The current understanding of optical, hydrodynamic, and biogeochemical factors setting the conditions for phytoplankton productivity in this region are summarised. A decade of ocean colour measurements were analysed by Objective Analysis to describe the seasonal climatology, time and space scales of covariance, and dominant modes of variability in the region. Much of the variability in the ocean colour climatology of the STF is explained by the seasonal and semiannual cycles (major austral spring and minor austral fall bloom), but there remains a large portion of unexplained variance suggesting that mesoscale eddies and transient fronts are important.

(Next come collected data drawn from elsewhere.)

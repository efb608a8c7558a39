//! File-format and branching-factor constants.
//!
//! These are compile-time constants rather than open-ended configuration:
//! the on-disk layout is fixed by them, so changing one means picking a new
//! magic string too.

/// Branching factor minus one. The reference implementation uses 7.
pub const MAX_KEYS: usize = 7;

/// Keys are fixed-length 16-byte hashes.
pub const KEY_SIZE: usize = 16;

/// Tail-area growth granularity, in bytes.
pub const PREALLOC_SIZE: u64 = 512 * 1024;

/// Entries per free-list block.
pub const FREELIST_BLOCK_ITEMS: usize = 252;

/// Size in bytes of a single free-list block (header + items).
pub const FREELIST_BLOCK_SIZE: u64 = 2048;

/// Number of power-of-two size classes, indices 0..27 (2^4 .. 2^31).
pub const FREELIST_COUNT: usize = 28;

/// Smallest allocation size class exponent (extents are at least 16 bytes).
pub const MIN_SIZE_CLASS_EXP: u32 = 4;

pub const MAGIC: &[u8; 16] = b"REDBTREE00000000";

pub const HDR_MAGIC_POS: u64 = 0;
pub const HDR_FREE_POS: u64 = 16;
pub const HDR_FREEOFF_POS: u64 = 24;
pub const HDR_FREELIST_POS: u64 = 32;
pub const HDR_FREELIST_SIZE: u64 = FREELIST_COUNT as u64 * FREELIST_BLOCK_SIZE;
pub const HDR_ROOTPTR_POS: u64 = HDR_FREELIST_POS + HDR_FREELIST_SIZE;
pub const HDR_SIZE: u64 = HDR_ROOTPTR_POS + 8;
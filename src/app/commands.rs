//! Semantic remote commands and the IR code lookup table.
//!
//! The infrared collaborator hands the core an opaque 32-bit code plus a
//! repeat flag.  [`CodeTable`] maps that code to a [`Command`]; anything
//! not in the table is [`Command::None`] and silently ignored.
//!
//! # Default key layout
//!
//! The default table targets the common 17-key NEC remote (address 0x00).
//! Codes are the raw 32-bit frame, LSB first, as most IR decoders report it:
//! `(!cmd << 24) | (cmd << 16) | (!addr << 8) | addr`.
//!
//! ```text
//!          [ ^ ]          0x18 - Up
//!    [ < ][ OK ][ > ]     0x08 - Left, 0x1C - Ok, 0x5A - Right
//!          [ v ]          0x52 - Down
//!
//!    [ * ]  0x16 - Star        [ # ]  0x0D - Square
//! ```

use heapless::LinearMap;
use serde::{Deserialize, Serialize};

/// Opaque code produced by the IR decoder for one received signal.
pub type RemoteCode = u32;

/// Maximum number of distinct codes a table can hold.
pub const CODE_TABLE_CAPACITY: usize = 16;

/// One detection event from the IR receiver.
#[derive(Debug, Clone, Copy, PartialEq, Eq)]
pub struct IrFrame {
    pub code: RemoteCode,
    /// Set when the remote signals "button still held".
    pub is_repeat: bool,
}

impl IrFrame {
    pub const fn press(code: RemoteCode) -> Self {
        Self {
            code,
            is_repeat: false,
        }
    }

    pub const fn repeat(code: RemoteCode) -> Self {
        Self {
            code,
            is_repeat: true,
        }
    }
}

/// Semantic meaning of a remote key.
#[derive(Debug, Clone, Copy, PartialEq, Eq, Default, Serialize, Deserialize)]
pub enum Command {
    /// No actionable input.
    #[default]
    None,
    /// Step the positional servo up.
    Up,
    /// Step the positional servo down.
    Down,
    /// Spin the rotational servo toward 180.
    Left,
    /// Spin the rotational servo toward 0.
    Right,
    Ok,
    Star,
    Square,
}

impl Command {
    /// Commands the scheduler re-applies while the key is held.
    pub fn is_auto_repeat(self) -> bool {
        matches!(self, Self::Up | Self::Down)
    }

    /// Commands that drive the rotational servo.
    pub fn is_rotation(self) -> bool {
        matches!(self, Self::Left | Self::Right)
    }
}

/// Raw NEC frame for address 0x00 and the given command byte.
pub const fn nec_code(command: u8) -> RemoteCode {
    ((!command as u32) << 24) | ((command as u32) << 16) | 0x0000_FF00
}

/// Default key bindings for the 17-key NEC remote.
pub const NEC_17_KEY: [(RemoteCode, Command); 7] = [
    (nec_code(0x18), Command::Up),
    (nec_code(0x52), Command::Down),
    (nec_code(0x08), Command::Left),
    (nec_code(0x5A), Command::Right),
    (nec_code(0x1C), Command::Ok),
    (nec_code(0x16), Command::Star),
    (nec_code(0x0D), Command::Square),
];

/// Fixed-capacity code → command lookup.
#[derive(Debug, Clone)]
pub struct CodeTable {
    entries: LinearMap<RemoteCode, Command, CODE_TABLE_CAPACITY>,
}

impl CodeTable {
    /// An empty table; every code decodes to [`Command::None`].
    pub fn empty() -> Self {
        Self {
            entries: LinearMap::new(),
        }
    }

    /// The default 17-key NEC remote bindings.
    pub fn nec_17_key() -> Self {
        let mut table = Self::empty();
        for (code, command) in NEC_17_KEY {
            // Capacity exceeds the default table size.
            let _ = table.insert(code, command);
        }
        table
    }

    /// Bind `code` to `command`, replacing any previous binding.
    ///
    /// Returns `false` if the table is full.
    pub fn insert(&mut self, code: RemoteCode, command: Command) -> bool {
        self.entries.insert(code, command).is_ok()
    }

    pub fn lookup(&self, code: RemoteCode) -> Command {
        self.entries.get(&code).copied().unwrap_or(Command::None)
    }

    /// Reverse lookup, mainly for diagnostics and tests.
    pub fn code_for(&self, command: Command) -> Option<RemoteCode> {
        self.entries
            .iter()
            .find_map(|(code, c)| (*c == command).then_some(*code))
    }

    pub fn len(&self) -> usize {
        self.entries.len()
    }

    pub fn is_empty(&self) -> bool {
        self.entries.is_empty()
    }
}

impl Default for CodeTable {
    fn default() -> Self {
        Self::nec_17_key()
    }
}
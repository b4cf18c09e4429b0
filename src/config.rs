//! Rig configuration parameters
//!
//! All tunable parameters for the actuator rig.  Values are compile-time
//! defaults; there is no persistent storage on this board.

use serde::{Deserialize, Serialize};

use crate::app::commands::Command;
use crate::app::ports::ConfigError;
use crate::control::rotational::DriveMode;
use crate::timing::Millis;

/// Which of the two "action" keys snaps the positional servo back to center.
///
/// The other key triggers the timed relay.
#[derive(Debug, Clone, Copy, PartialEq, Eq, Serialize, Deserialize)]
pub enum ResetBinding {
    Ok,
    Star,
}

impl ResetBinding {
    /// The key that resets the positional servo.
    pub fn reset_command(self) -> Command {
        match self {
            Self::Ok => Command::Ok,
            Self::Star => Command::Star,
        }
    }

    /// The key that triggers the timed relay.
    pub fn relay_command(self) -> Command {
        match self {
            Self::Ok => Command::Star,
            Self::Star => Command::Ok,
        }
    }
}

/// Core rig configuration
#[derive(Debug, Clone, Serialize, Deserialize)]
pub struct RigConfig {
    // --- Positional (180°) servo ---
    /// Electrical rest position in degrees
    pub positional_center: i16,
    /// Inclusive lower clamp in degrees
    pub positional_lower: i16,
    /// Inclusive upper clamp in degrees
    pub positional_upper: i16,
    /// Degrees moved per Up/Down event
    pub positional_step: i16,
    /// Key bound to "return to center"
    pub reset_binding: ResetBinding,

    // --- Continuous-rotation (360°) servo ---
    /// Angle that means "stopped"
    pub rotation_neutral: u8,
    /// Direct or smoothed drive
    pub rotation_drive: DriveMode,
    /// Max change per smoothing tick (degrees)
    pub rotation_step: u8,
    /// Smoothing update cadence (milliseconds)
    pub smoothing_interval_ms: Millis,
    /// Rotation self-centers after this long without Left/Right (milliseconds)
    pub command_timeout_ms: Millis,

    // --- Remote input ---
    /// Minimum interval between auto-repeats of a held Up/Down (milliseconds)
    pub repeat_delay_ms: Millis,
    /// Receiver counts as idle after this long without a frame (milliseconds)
    pub remote_idle_ms: Millis,

    // --- Relays ---
    /// Timed relay on-window for a fresh trigger (milliseconds)
    pub timed_relay_on_ms: Millis,
    /// Extension granted by a trigger while already on (milliseconds)
    pub timed_relay_extend_ms: Millis,
    /// Toggle relay ignores presses this soon after a toggle (milliseconds)
    pub toggle_lockout_ms: Millis,

    // --- Display ---
    /// Readout value shown for `positional_lower`
    pub display_lower: i16,
    /// Readout value shown for `positional_upper`
    pub display_upper: i16,

    // --- Timing ---
    /// Main loop pacing (milliseconds)
    pub poll_interval_ms: u32,
}

impl Default for RigConfig {
    fn default() -> Self {
        Self {
            // Positional servo
            positional_center: 92,
            positional_lower: 45,
            positional_upper: 142,
            positional_step: 1,
            reset_binding: ResetBinding::Ok,

            // Rotation
            rotation_neutral: 90,
            rotation_drive: DriveMode::Direct,
            rotation_step: 10,
            smoothing_interval_ms: 20, // 50 Hz, one servo frame
            command_timeout_ms: 200,

            // Remote
            repeat_delay_ms: 300,
            remote_idle_ms: 150, // NEC repeat frames arrive every ~108 ms

            // Relays
            timed_relay_on_ms: 10_000,
            timed_relay_extend_ms: 5_000,
            toggle_lockout_ms: 200,

            // Display
            display_lower: 0,
            display_upper: 180,

            // Timing
            poll_interval_ms: 1,
        }
    }
}

impl RigConfig {
    /// Check every cross-field invariant the controllers rely on.
    pub fn validate(&self) -> Result<(), ConfigError> {
        if self.positional_lower > self.positional_center {
            return Err(ConfigError::ValidationFailed(
                "positional_lower must not exceed positional_center",
            ));
        }
        if self.positional_center > self.positional_upper {
            return Err(ConfigError::ValidationFailed(
                "positional_center must not exceed positional_upper",
            ));
        }
        if self.positional_lower < 0 || self.positional_upper > 180 {
            return Err(ConfigError::ValidationFailed(
                "positional bounds must lie within 0..=180",
            ));
        }
        if self.positional_step <= 0 {
            return Err(ConfigError::ValidationFailed("positional_step must be positive"));
        }
        if self.rotation_neutral > 180 {
            return Err(ConfigError::ValidationFailed("rotation_neutral must be <= 180"));
        }
        if self.rotation_step == 0 {
            return Err(ConfigError::ValidationFailed("rotation_step must be positive"));
        }
        if self.smoothing_interval_ms == 0 {
            return Err(ConfigError::ValidationFailed(
                "smoothing_interval_ms must be positive",
            ));
        }
        if self.timed_relay_on_ms == 0 {
            return Err(ConfigError::ValidationFailed("timed_relay_on_ms must be positive"));
        }
        if self.display_lower >= self.display_upper {
            return Err(ConfigError::ValidationFailed(
                "display_lower must be below display_upper",
            ));
        }
        Ok(())
    }
}
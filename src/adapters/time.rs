//! Monotonic clock adapter.
//!
//! - **`target_os = "espidf"`** — wraps `esp_timer_get_time()` from the
//!   ESP-IDF high-resolution timer (microsecond precision, monotonic).
//! - **`not(target_os = "espidf")`** — uses `std::time::Instant` for
//!   host-side testing and simulation.

use crate::app::ports::ClockPort;
use crate::timing::Millis;

pub struct MonotonicClock {
    #[cfg(not(target_os = "espidf"))]
    start: std::time::Instant,
}

impl Default for MonotonicClock {
    fn default() -> Self {
        Self::new()
    }
}

impl MonotonicClock {
    pub fn new() -> Self {
        Self {
            #[cfg(not(target_os = "espidf"))]
            start: std::time::Instant::now(),
        }
    }

    /// Microseconds since boot (monotonic).
    #[cfg(target_os = "espidf")]
    pub fn uptime_us(&self) -> u64 {
        (unsafe { esp_idf_svc::sys::esp_timer_get_time() }) as u64
    }

    /// Microseconds since construction (monotonic).
    #[cfg(not(target_os = "espidf"))]
    pub fn uptime_us(&self) -> u64 {
        self.start.elapsed().as_micros() as u64
    }
}

impl ClockPort for MonotonicClock {
    fn now_ms(&self) -> Millis {
        self.uptime_us() / 1_000
    }
}
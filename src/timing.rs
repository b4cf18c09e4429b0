//! Monotonic-time primitives for the polling loop.
//!
//! Nothing in the core ever sleeps.  Every timeout, debounce window and
//! update cadence is a recorded time point compared against the current
//! monotonic clock on each loop iteration.
//!
//! | Type        | Shape                     | Used by                         |
//! |-------------|---------------------------|---------------------------------|
//! | `Deadline`  | armed-at + duration       | relay windows, rotation timeout |
//! | `Cadence`   | self re-arming `Deadline` | smoothing, auto-repeat          |

/// Monotonic milliseconds since boot.
pub type Millis = u64;

/// A time point after which a condition is considered expired.
#[derive(Debug, Clone, Copy, PartialEq, Eq)]
pub struct Deadline {
    armed_at: Millis,
    duration: Millis,
}

impl Deadline {
    pub const fn new(armed_at: Millis, duration: Millis) -> Self {
        Self { armed_at, duration }
    }

    /// A deadline that expires exactly at `expires_at`.
    pub fn until(now: Millis, expires_at: Millis) -> Self {
        Self::new(now, expires_at.saturating_sub(now))
    }

    pub fn armed_at(&self) -> Millis {
        self.armed_at
    }

    pub fn duration(&self) -> Millis {
        self.duration
    }

    pub fn expires_at(&self) -> Millis {
        self.armed_at.saturating_add(self.duration)
    }

    /// `true` once at least `duration` has elapsed since arming.
    ///
    /// A clock reading earlier than `armed_at` counts as zero elapsed time.
    pub fn is_expired(&self, now: Millis) -> bool {
        now.saturating_sub(self.armed_at) >= self.duration
    }

    /// Milliseconds left before expiry (0 once expired).
    pub fn remaining(&self, now: Millis) -> Millis {
        self.expires_at().saturating_sub(now)
    }

    /// Restart the window at `now`, keeping the duration.
    pub fn rearm(&mut self, now: Millis) {
        self.armed_at = now;
    }
}

/// Fixed-interval gate: fires at most once per `interval`.
#[derive(Debug, Clone, Copy)]
pub struct Cadence {
    deadline: Deadline,
}

impl Cadence {
    pub const fn new(now: Millis, interval: Millis) -> Self {
        Self {
            deadline: Deadline::new(now, interval),
        }
    }

    /// Returns `true` and re-arms if the interval has elapsed.
    pub fn ready(&mut self, now: Millis) -> bool {
        if self.deadline.is_expired(now) {
            self.deadline.rearm(now);
            true
        } else {
            false
        }
    }

    /// Push the next firing out to a full interval from `now`.
    pub fn restart(&mut self, now: Millis) {
        self.deadline.rearm(now);
    }

    pub fn interval(&self) -> Millis {
        self.deadline.duration()
    }
}
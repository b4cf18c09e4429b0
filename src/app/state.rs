//! Owned controller state threaded through every loop iteration.
//!
//! `ControllerState` is the single aggregate holding the input decoder,
//! the repeat scheduler, every actuator model and the readout gate.  It
//! is created once at startup and mutated in place until power-off.

use super::commands::CodeTable;
use super::decoder::CommandDecoder;
use super::display::{AngleTransform, DisplayGate, DisplaySnapshot};
use crate::config::RigConfig;
use crate::control::positional::PositionalServo;
use crate::control::relay::{TimedRelay, ToggleRelay};
use crate::control::rotational::RotationalServo;
use crate::scheduler::RepeatScheduler;

pub struct ControllerState {
    // -- Input --
    pub decoder: CommandDecoder,
    pub scheduler: RepeatScheduler,

    // -- Actuators --
    pub positional: PositionalServo,
    pub rotational: RotationalServo,
    pub timed_relay: TimedRelay,
    pub toggle_relay: ToggleRelay,

    // -- Readout --
    pub display: DisplayGate,
    pub transform: AngleTransform,
}

impl ControllerState {
    /// Fixed startup defaults: servos centered, rotation neutral, relays off.
    pub fn new(config: &RigConfig, table: CodeTable) -> Self {
        Self {
            decoder: CommandDecoder::new(table),
            scheduler: RepeatScheduler::new(config.repeat_delay_ms),
            positional: PositionalServo::from_config(config),
            rotational: RotationalServo::from_config(config),
            timed_relay: TimedRelay::new(config.timed_relay_on_ms, config.timed_relay_extend_ms),
            toggle_relay: ToggleRelay::new(config.toggle_lockout_ms),
            display: DisplayGate::new(),
            transform: AngleTransform::from_config(config),
        }
    }

    /// What the readout should show right now.
    pub fn snapshot(&self) -> DisplaySnapshot {
        DisplaySnapshot {
            angle: self.transform.apply(self.positional.position()),
            rotation: self.rotational.target(),
            relay1: self.timed_relay.is_on(),
            relay2: self.toggle_relay.is_on(),
        }
    }
}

A range of at-sea approaches for estimating primary production in the STF over Chatham Rise are compared. Measurements include size-fractionated carbon-14 incubations, sun-induced fluorescence profiles, above-surface water-leaving radiance measurements, absorption-based estimates, and finally satellite-derived values from the MODIS fluorescence line-height evaluation product and the Vertical Generalized Production Model (VGPM). The compatibility and comparability of the different measurement techniques is presented. Knowledge of the physiological parameters PBmax and alphaK remains the major constraint on accurate derivation of daily production values from remote measurements.

THE INFLUENCE OF SEA ICE ON ARCTIC OCEAN MARINE PRIMARY PRODUCTION: REGIONAL RESPONSES.

Hill, Victoria ¹; Matrai, Patricia²; Olsen, Elise²; Zimmerman, Richard<sup>1

1</sup>Old Dominion University 4600 Elkhorn Ave, Norfolk, VA, 23529, United States; ²Bigelow Laboratory for Ocean Sciences, W. Boothbay Harbor, ME, 04575-475, United States

Summer sea ice cover in the Arctic Ocean has been declining rapidly in recent years, this is expected to have significant impact on marine primary production (PP) through changes in irradiance and stratification. Primary production was estimated using a vertically integrated model based on satellite retrieved chlorophyll a and euphotic depth. This model was applied to the current SeaWiFs data record (1997-2007). The Arctic Ocean was divided into functional regions classified by the dominant physical – biological forcing, these were (a) inflow shelves, (b) interior shelves, (c) outflow shelves and (d) deep central basin. Patterns and trends in PP within each of these regions was then analyzed in tandem with ice concentration data from passive microwave sensors (SSM/I). An increasing trend in total annual PP has been observed in the last five years (2003-07), with a corresponding decrease in areal specific PP. This is attributed to the increasing ice retreat over the central basin, although increasing the total area for PP low nutrient concentrations here limits PP, thereby reducing the overall area specific PP. Regional responses to the reduction in summer sea ice have differed, for example in areas which have long been mostly ice free in the summer (Barents Sea, inflow shelf) the small inter-annual variations in open water do not have a strong linear correlation with PP. Other factors are influencing the magnitude and seasonality of PP in this region, possibly the strong advective influence from the south. In areas which were always fully or mostly ice covered in the past (central basin, interior shelves), the successive years of reduced sea ice cover have been a major driver in increasing PP. As the Arctic ocean continues to open up PP will become more strongly influenced by inter-annual variation in solar induced stratification, freshwater inflow and wind driven mixing.